--- Stored data Enclosed Below ---

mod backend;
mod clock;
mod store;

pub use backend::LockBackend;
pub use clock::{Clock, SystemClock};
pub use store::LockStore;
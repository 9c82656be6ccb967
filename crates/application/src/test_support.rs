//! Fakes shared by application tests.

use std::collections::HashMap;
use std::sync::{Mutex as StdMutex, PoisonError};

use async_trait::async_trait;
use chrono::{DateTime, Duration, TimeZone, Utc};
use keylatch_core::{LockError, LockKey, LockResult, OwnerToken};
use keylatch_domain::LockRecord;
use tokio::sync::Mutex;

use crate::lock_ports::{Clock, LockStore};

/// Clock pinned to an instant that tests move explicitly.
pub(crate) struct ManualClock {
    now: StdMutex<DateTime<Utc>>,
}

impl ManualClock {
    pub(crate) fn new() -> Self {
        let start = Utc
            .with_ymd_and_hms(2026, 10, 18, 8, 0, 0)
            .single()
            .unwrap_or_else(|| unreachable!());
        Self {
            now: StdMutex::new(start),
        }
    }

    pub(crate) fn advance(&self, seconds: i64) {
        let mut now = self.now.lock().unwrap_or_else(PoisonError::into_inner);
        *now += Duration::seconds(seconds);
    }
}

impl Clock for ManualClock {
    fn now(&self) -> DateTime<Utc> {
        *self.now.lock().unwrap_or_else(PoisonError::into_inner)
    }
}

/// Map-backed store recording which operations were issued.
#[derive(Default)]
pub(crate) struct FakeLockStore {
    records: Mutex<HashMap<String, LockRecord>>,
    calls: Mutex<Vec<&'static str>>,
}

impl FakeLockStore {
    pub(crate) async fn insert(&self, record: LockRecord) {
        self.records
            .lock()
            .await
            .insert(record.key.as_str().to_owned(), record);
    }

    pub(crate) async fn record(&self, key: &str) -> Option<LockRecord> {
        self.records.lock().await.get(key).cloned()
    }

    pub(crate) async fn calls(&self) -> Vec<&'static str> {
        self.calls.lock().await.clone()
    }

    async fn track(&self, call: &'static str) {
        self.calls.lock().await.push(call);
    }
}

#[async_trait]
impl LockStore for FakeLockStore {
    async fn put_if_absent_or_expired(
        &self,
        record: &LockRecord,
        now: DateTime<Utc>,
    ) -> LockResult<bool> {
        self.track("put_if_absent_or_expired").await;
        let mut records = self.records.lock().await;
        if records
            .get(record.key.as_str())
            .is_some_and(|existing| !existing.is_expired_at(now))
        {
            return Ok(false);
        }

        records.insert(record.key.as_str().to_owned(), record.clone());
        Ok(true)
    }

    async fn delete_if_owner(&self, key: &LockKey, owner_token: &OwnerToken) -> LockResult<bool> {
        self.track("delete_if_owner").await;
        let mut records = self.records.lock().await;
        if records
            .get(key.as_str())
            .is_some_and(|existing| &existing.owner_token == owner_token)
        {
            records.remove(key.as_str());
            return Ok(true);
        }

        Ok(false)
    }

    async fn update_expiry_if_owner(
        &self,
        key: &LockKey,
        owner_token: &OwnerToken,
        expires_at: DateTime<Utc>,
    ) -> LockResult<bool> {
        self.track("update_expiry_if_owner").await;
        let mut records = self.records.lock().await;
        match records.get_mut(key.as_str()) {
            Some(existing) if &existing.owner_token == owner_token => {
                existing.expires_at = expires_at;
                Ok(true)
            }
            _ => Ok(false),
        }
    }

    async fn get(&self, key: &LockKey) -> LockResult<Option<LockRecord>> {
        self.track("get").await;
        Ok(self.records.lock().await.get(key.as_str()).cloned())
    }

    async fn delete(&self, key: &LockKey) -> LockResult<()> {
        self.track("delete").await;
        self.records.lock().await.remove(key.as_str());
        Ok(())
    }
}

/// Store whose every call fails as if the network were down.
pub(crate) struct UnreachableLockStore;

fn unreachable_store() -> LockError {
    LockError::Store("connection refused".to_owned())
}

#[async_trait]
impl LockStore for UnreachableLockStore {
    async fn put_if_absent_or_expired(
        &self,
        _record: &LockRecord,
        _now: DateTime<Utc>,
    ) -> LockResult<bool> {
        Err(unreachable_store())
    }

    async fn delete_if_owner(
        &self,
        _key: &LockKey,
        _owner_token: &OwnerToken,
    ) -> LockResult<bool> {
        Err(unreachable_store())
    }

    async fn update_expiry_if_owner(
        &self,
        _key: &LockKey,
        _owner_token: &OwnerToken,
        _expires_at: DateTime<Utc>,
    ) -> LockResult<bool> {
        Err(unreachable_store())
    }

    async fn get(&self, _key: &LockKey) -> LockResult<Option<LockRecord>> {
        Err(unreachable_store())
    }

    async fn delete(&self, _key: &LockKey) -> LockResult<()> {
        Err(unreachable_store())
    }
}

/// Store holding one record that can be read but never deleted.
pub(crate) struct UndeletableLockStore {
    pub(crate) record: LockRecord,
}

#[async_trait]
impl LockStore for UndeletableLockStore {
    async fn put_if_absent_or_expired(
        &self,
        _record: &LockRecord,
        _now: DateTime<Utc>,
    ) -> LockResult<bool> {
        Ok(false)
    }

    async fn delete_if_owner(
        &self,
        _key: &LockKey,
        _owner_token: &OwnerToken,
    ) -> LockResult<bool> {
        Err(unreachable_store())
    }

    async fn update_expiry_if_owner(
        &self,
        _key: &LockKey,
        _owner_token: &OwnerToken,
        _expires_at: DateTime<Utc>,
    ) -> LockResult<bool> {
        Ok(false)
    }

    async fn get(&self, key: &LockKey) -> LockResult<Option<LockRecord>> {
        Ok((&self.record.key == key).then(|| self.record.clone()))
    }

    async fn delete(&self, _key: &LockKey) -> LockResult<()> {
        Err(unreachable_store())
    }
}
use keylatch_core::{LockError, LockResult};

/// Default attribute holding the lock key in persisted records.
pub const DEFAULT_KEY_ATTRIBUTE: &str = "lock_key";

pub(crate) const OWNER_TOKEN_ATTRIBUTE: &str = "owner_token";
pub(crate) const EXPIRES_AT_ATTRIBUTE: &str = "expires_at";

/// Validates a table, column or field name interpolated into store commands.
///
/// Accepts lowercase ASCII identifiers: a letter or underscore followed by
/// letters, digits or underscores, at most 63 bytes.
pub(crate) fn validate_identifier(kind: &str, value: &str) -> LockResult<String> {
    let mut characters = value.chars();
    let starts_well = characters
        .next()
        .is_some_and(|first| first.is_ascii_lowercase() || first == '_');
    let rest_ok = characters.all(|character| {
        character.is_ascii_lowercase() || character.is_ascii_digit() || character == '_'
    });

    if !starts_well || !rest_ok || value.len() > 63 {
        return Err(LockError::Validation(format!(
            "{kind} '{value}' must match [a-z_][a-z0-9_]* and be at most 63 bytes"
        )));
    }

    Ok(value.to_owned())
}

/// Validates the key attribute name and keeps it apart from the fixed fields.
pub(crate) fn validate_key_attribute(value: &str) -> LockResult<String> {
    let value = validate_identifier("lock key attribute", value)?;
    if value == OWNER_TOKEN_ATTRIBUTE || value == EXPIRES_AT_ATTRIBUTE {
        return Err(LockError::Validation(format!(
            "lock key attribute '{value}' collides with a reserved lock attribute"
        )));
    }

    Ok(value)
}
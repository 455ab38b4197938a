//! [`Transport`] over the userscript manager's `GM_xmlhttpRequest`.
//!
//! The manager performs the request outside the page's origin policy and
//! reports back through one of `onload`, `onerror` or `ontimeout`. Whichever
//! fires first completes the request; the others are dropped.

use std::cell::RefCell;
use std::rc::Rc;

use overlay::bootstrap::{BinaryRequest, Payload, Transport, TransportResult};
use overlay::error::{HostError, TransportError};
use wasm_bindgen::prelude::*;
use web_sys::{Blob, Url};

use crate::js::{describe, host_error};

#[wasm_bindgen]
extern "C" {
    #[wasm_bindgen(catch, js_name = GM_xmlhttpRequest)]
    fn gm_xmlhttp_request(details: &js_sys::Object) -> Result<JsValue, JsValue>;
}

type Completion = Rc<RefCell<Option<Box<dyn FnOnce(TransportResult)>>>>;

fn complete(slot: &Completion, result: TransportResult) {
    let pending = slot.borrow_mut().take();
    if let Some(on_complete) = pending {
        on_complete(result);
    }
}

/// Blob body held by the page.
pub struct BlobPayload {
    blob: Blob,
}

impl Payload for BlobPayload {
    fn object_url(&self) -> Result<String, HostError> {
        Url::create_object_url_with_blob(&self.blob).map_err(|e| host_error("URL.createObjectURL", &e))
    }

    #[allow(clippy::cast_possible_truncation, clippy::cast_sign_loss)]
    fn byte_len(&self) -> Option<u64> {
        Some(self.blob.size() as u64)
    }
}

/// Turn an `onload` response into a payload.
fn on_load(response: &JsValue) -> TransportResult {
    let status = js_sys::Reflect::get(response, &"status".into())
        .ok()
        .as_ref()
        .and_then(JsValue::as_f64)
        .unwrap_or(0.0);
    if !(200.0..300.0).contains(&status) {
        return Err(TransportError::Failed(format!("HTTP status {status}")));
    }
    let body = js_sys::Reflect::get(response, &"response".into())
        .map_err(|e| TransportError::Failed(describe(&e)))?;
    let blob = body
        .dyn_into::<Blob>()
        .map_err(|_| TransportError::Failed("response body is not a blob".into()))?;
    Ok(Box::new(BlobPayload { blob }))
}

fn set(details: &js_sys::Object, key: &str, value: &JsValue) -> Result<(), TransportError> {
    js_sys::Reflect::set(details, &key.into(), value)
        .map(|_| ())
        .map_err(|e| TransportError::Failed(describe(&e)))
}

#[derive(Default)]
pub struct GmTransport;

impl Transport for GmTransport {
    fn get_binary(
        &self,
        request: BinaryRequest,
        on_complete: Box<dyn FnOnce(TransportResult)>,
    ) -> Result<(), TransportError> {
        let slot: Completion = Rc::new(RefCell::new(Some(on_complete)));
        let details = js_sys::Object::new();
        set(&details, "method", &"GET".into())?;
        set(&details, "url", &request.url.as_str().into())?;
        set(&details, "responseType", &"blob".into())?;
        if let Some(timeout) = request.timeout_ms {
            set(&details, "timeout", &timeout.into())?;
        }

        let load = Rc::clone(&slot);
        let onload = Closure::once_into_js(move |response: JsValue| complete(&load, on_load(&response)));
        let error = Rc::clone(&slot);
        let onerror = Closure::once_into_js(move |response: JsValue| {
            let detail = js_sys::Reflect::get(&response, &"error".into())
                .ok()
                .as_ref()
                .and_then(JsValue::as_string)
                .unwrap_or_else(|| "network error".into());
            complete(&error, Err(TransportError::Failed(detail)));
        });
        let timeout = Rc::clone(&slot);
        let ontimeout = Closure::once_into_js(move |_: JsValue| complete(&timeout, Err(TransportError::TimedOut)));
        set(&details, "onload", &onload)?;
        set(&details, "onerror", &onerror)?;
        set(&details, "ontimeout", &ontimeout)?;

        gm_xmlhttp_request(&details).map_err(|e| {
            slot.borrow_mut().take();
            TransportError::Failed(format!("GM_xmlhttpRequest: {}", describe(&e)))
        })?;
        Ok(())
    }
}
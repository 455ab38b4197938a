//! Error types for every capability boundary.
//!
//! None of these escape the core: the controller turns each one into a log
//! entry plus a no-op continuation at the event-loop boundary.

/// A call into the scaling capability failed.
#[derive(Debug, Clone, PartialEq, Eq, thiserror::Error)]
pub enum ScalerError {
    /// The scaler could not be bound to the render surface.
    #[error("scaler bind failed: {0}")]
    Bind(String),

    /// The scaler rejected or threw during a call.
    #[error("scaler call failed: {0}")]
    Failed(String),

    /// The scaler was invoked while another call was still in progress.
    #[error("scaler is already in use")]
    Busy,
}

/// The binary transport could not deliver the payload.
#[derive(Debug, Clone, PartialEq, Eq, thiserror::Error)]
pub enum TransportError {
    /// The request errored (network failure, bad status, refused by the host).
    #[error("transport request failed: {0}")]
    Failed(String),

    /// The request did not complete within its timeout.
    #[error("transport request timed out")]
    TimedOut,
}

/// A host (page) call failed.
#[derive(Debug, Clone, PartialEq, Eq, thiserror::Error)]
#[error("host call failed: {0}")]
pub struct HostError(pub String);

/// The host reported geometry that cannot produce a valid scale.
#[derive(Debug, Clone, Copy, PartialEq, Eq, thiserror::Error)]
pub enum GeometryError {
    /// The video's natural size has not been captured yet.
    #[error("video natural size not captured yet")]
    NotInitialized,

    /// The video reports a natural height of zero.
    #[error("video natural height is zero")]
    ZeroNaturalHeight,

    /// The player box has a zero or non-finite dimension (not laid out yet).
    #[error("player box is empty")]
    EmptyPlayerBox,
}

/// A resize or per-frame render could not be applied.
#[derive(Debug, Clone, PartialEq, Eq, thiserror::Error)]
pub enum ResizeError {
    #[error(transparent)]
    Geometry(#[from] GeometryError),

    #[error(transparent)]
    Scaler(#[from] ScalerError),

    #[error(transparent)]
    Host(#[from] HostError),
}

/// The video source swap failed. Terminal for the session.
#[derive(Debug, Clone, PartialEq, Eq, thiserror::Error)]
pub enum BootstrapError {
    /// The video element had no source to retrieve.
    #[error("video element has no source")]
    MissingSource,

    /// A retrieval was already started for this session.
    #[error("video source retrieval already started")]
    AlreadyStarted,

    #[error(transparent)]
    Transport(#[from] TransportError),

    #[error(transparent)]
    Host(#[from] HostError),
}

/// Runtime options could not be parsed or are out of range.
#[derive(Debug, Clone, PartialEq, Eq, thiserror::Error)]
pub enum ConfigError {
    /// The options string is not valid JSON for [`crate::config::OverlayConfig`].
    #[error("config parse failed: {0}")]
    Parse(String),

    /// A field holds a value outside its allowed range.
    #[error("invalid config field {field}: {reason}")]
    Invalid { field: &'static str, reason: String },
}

--- End of Enclosed Stored data ---

From the records above, copy only the lines starting with the line that holds "natural size not" and going on through the line that holds "laid out yet).", exactly as written.

- Answer below
    #[error("video natural size not captured yet")]
    NotInitialized,

    /// The video reports a natural height of zero.
    #[error("video natural height is zero")]
    ZeroNaturalHeight,

    /// The player box has a zero or non-finite dimension (not laid out yet).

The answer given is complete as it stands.